▸ Exercise description:
Below are records; copy every line in them that holds the word "character".

▸ Records to use:
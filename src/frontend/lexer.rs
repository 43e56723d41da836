use super::cursor::Cursor;
use super::token::{Token, TokenType};
use super::vocabulary::Vocabulary;
use crate::errors::{RuntimeError, RuntimeResult};

const COMMENT_CHAR: char = '#';
const STRING_DELIMITER: char = '"';

pub struct Lexer<'a> {
    source: &'a str,
    cursor: Cursor<'a>,
    vocabulary: &'a Vocabulary,
    seen_eof: bool,
}

impl<'a> Lexer<'a> {
    /// Creates a lexer from source.
    pub fn new(source: &'a str, vocabulary: &'a Vocabulary) -> Self {
        Lexer {
            source,
            cursor: Cursor::new(source),
            vocabulary,
            seen_eof: false,
        }
    }

    /// Returns the next token. A single EOF token is produced at the end of the
    /// source, after which the lexer is exhausted.
    pub fn next_token(&mut self) -> Option<RuntimeResult<Token>> {
        if self.seen_eof {
            return None;
        }

        self.skip_whitespace_and_comments();

        let line_num = self.cursor.line_num();
        let (byte_idx, ch) = match self.cursor.take() {
            Some(t) => t,
            None => {
                self.seen_eof = true;
                return Some(Ok(Token::new(line_num, "", TokenType::Eof)));
            }
        };

        let token = match ch {
            STRING_DELIMITER => self.lex_string(byte_idx, line_num),
            _ if is_number_char(ch) => self.lex_number(byte_idx, line_num),
            _ if is_identifier_start(ch) => Ok(self.lex_identifier_or_kw(byte_idx, line_num)),
            _ => self.lex_symbol(byte_idx, ch, line_num),
        };

        Some(token)
    }

    fn skip_whitespace_and_comments(&mut self) {
        loop {
            self.cursor.take_while(char::is_whitespace);
            if !self.cursor.take_if(COMMENT_CHAR) {
                break;
            }
            self.cursor.take_until(|ch| ch == '\n');
        }
    }

    /// Scans a string up to the closing delimiter. There are no escapes.
    fn lex_string(&mut self, start_idx: usize, line_num: usize) -> RuntimeResult<Token> {
        // Move past the opening quote.
        let start_idx = start_idx + STRING_DELIMITER.len_utf8();

        self.cursor.take_until(|ch| ch == STRING_DELIMITER);

        match self.cursor.take() {
            Some((end_idx, _)) => Ok(Token::new(
                line_num,
                &self.source[start_idx..end_idx],
                TokenType::String,
            )),
            None => Err(RuntimeError::new(line_num, "unterminated string literal")),
        }
    }

    fn lex_number(&mut self, start_idx: usize, line_num: usize) -> RuntimeResult<Token> {
        self.cursor.take_while(is_number_char);

        let scanned_number = &self.source[start_idx..self.cursor.offset()];
        match scanned_number.parse::<f64>() {
            Ok(_) => Ok(Token::new(line_num, scanned_number, TokenType::Number)),
            Err(_) => Err(RuntimeError::new(
                line_num,
                format!("invalid number literal '{}'", scanned_number),
            )),
        }
    }

    /// Scans up to the end of the word. Checks for keywords.
    fn lex_identifier_or_kw(&mut self, start_idx: usize, line_num: usize) -> Token {
        self.cursor.take_while(is_identifier_char);

        let word = &self.source[start_idx..self.cursor.offset()];
        let token_type = self
            .vocabulary
            .keyword(word)
            .unwrap_or(TokenType::Identifier);

        Token::new(line_num, word, token_type)
    }

    /// Maximal munch over the symbol table.
    fn lex_symbol(&mut self, start_idx: usize, ch: char, line_num: usize) -> RuntimeResult<Token> {
        match self.vocabulary.longest_symbol(&self.source[start_idx..]) {
            Some((literal, token_type)) => {
                // The first character is already consumed.
                self.cursor.skip(literal.chars().count() - 1);
                Ok(Token::new(line_num, literal, token_type))
            }
            None => Err(RuntimeError::new(
                line_num,
                format!("invalid character '{}'", ch),
            )),
        }
    }

    /// Returns an iterator version of lexer.
    pub fn iter(self) -> LexerIterator<'a> {
        LexerIterator { lexer: self }
    }
}

pub struct LexerIterator<'a> {
    lexer: Lexer<'a>,
}

impl<'a> Iterator for LexerIterator<'a> {
    type Item = RuntimeResult<Token>;

    fn next(&mut self) -> Option<Self::Item> {
        self.lexer.next_token()
    }
}

fn is_number_char(ch: char) -> bool {
    ch.is_ascii_digit() || ch == '.'
}

fn is_identifier_start(ch: char) -> bool {
    ch.is_alphabetic() || ch == '_'
}

fn is_identifier_char(ch: char) -> bool {
    ch.is_alphanumeric() || ch == '_'
}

▸ Task solution:
                // The first character is already consumed.
                format!("invalid character '{}'", ch),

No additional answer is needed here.